Comment maintenir l'intérêt d'un film d'action à l'autre quand on s'appelle Mission : Impossible ? En allant toujours un peu plus haut, un peu plus loin, soutient le comédien britannique Simon Pegg dans une entrevue téléphonique où il a été question de son personnage de Benji, de cascades et de Paris auquel un hommage est rendu dans ce sixième chapître de la célèbre franchise.

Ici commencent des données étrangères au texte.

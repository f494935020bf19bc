//! Health endpoint integration tests.
//!
//! Verifies the health endpoints report component state and that the
//! probes respond without touching the defended routes.

use axum::http::StatusCode;
use axum_test::TestServer;
use integration_tests::setup::TestContext;

/// Test /health returns the component breakdown
#[tokio::test]
async fn test_health_returns_component_structure() {
    let ctx = TestContext::new();
    let server = TestServer::new(ctx.router.clone()).expect("Failed to create test server");

    let response = server.get("/health").await;

    response.assert_status(StatusCode::OK);
    let body: serde_json::Value = response.json();
    assert!(
        body.get("status").is_some(),
        "Health response should have 'status' field"
    );
    assert!(
        body.get("store_connected").is_some(),
        "Health response should have 'store_connected' field"
    );
    assert!(
        body.get("notifier_healthy").is_some(),
        "Health response should have 'notifier_healthy' field"
    );
    assert!(
        body.get("tracked_windows").is_some(),
        "Health response should have 'tracked_windows' field"
    );
}

/// Test /health status is one of the known values
#[tokio::test]
async fn test_health_status_is_valid_value() {
    let ctx = TestContext::new();
    let server = TestServer::new(ctx.router.clone()).expect("Failed to create test server");

    let response = server.get("/health").await;
    let body: serde_json::Value = response.json();

    let status = body["status"].as_str().unwrap_or_default();
    assert!(
        ["healthy", "degraded", "unhealthy"].contains(&status),
        "Status should be 'healthy', 'degraded', or 'unhealthy', got: {status}"
    );
    assert!(
        body["tracked_windows"].is_u64(),
        "tracked_windows should be a number"
    );
}

/// Test /health/ready reflects store reachability
#[tokio::test]
async fn test_ready_when_store_is_reachable() {
    let ctx = TestContext::new();
    let server = TestServer::new(ctx.router.clone()).expect("Failed to create test server");

    let response = server.get("/health/ready").await;
    response.assert_status(StatusCode::OK);
}

/// Test /health/live always succeeds while the process runs
#[tokio::test]
async fn test_liveness_always_ok() {
    let ctx = TestContext::new();
    let server = TestServer::new(ctx.router.clone()).expect("Failed to create test server");

    let response = server.get("/health/live").await;
    response.assert_status(StatusCode::OK);
}

/// Test all health endpoints respond
#[tokio::test]
async fn test_all_health_endpoints_respond() {
    let ctx = TestContext::new();
    let server = TestServer::new(ctx.router.clone()).expect("Failed to create test server");

    let response = server.get("/health").await;
    response.assert_status(StatusCode::OK);

    let response = server.get("/health/ready").await;
    assert!(
        response.status_code() == StatusCode::OK
            || response.status_code() == StatusCode::SERVICE_UNAVAILABLE,
        "Readiness should answer definitively, got: {}",
        response.status_code()
    );

    let response = server.get("/health/live").await;
    response.assert_status(StatusCode::OK);
}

Mis à jour le 27 juill. 2018
André Duchesne LA PRESSE

Intensité

Foi de Simon Pegg, le niveau d'intensité dans Fallout est plus élevé que tout ce qu'on a pu voir dans les précédents films de Mission : Impossible. C'est, laisse-t-il entendre, la logique même. « Nous devons bonifier le produit à chaque nouveau film, dit-il. Chaque film s'intitule Mission : Impossible, alors que le défi des agents de l'IMF est de rendre ces missions... possibles. Comme on ne va pas se répéter, on doit intensifier l'intrigue, donner l'impression que la réussite de l'entreprise est de plus en plus incertaine. À mon avis, ce film est le plus terrifiant et ambitieux de la série. »

Cascades

Qui dit intensité dit cascades. Ici, elles sont très audacieuses. Rappelons que Tom Cruise s'est blessé à une cheville en sautant entre deux toits londoniens. Simon Pegg fut aussi appelé à faire ses cascades. « C'est vraiment amusant, lance-t-il. À la suite de Ghost Protocol [le quatrième film] dans lequel Tom saute de la tour Burj Khalifa à Dubaï, nous avons pu mesurer l'ébahissement des spectateurs. Le public a soif d'authenticité. Pour nous, cela signifie un investissement émotionnel plus important, mais on apprécie le fait de s'engager. Dans Fallout, ma scène la plus exigeante, bien qu'assez courte, a été celle où je fais de la plongée. »

Benji

Il en a fait, du chemin, le personnage de Benjamin « Benji » Dunn  (sur notre photo). D'abord analyste de systèmes dans les laboratoires de l'IMF, il est devenu un fidèle partenaire de Hunt au même titre que Luther Stickell (Ving Rhames). « Benji, c'est le gars d'à côté, estime Pegg. Il crée un lien entre le spectateur et les personnages. Les gens se reconnaissent dans ce gars qui remet les choses en question. C'est un cadeau d'avoir un personnage qui évolue. À partir du jour où le technicien qu'il était est venu en aide à Ethan, il a développé son goût pour l'aventure. Il est devenu un membre très fiable de l'équipe. À travers lui, le spectateur a l'impression de faire partie de l'IMF. »

Paris

La première mondiale du film a été présentée le 12 juillet à Paris. Car, encore plus que Londres, magnifiquement filmée depuis les toits, Paris est ici un personnage à part entière. « À la suite des événements survenus au Bataclan, le réalisateur Christopher McQuarrie, qui adore cette ville, est allé à la rencontre des autorités pour leur dire qu'il voulait mettre en valeur toute sa beauté sur grand écran. C'était sa volonté de montrer que Paris est une ville incroyable et toujours accessible. Nous avons donc eu un accès exceptionnel à son ciel, ses rues, son fleuve. » Pour Pegg, cette ville est l'une des plus « cinématographiques » de la planète.

La famille

Simon Pegg est un habitué des rôles récurrents. En plus de Benji, il a été Scotty à trois reprises dans Star Trek. La famille, il aime bien. « On passe beaucoup de temps ensemble, dit-il. Je connais Ving [Rhames] depuis un bon moment et j'étais heureux de retrouver Michelle Monaghan [Julia Meade-Hunt] qui a fait une courte apparition dans Ghost Protocol avant de revenir dans le film actuel. » Il salue les nouveaux venus, notamment Angela Bassett (Erika Sloane, patronne de la CIA). « Mon Dieu, elle est incroyable ! » Prêt pour un septième chapitre ? « Tout à fait ! Mais pas tout de suite, répond-il. J'ai besoin d'une pause. Mais je serais très heureux de rejouer Benji, car faire ces films est un grand bonheur. »

En salle aujourd'hui

Photo fournie par Paramount Pictures

L'acteur, qu'on voit ici avec Ving Rhames dans le rôle de Luther, estime que le fait de réaliser ses propres cascades ajoute à l'authenticité du film.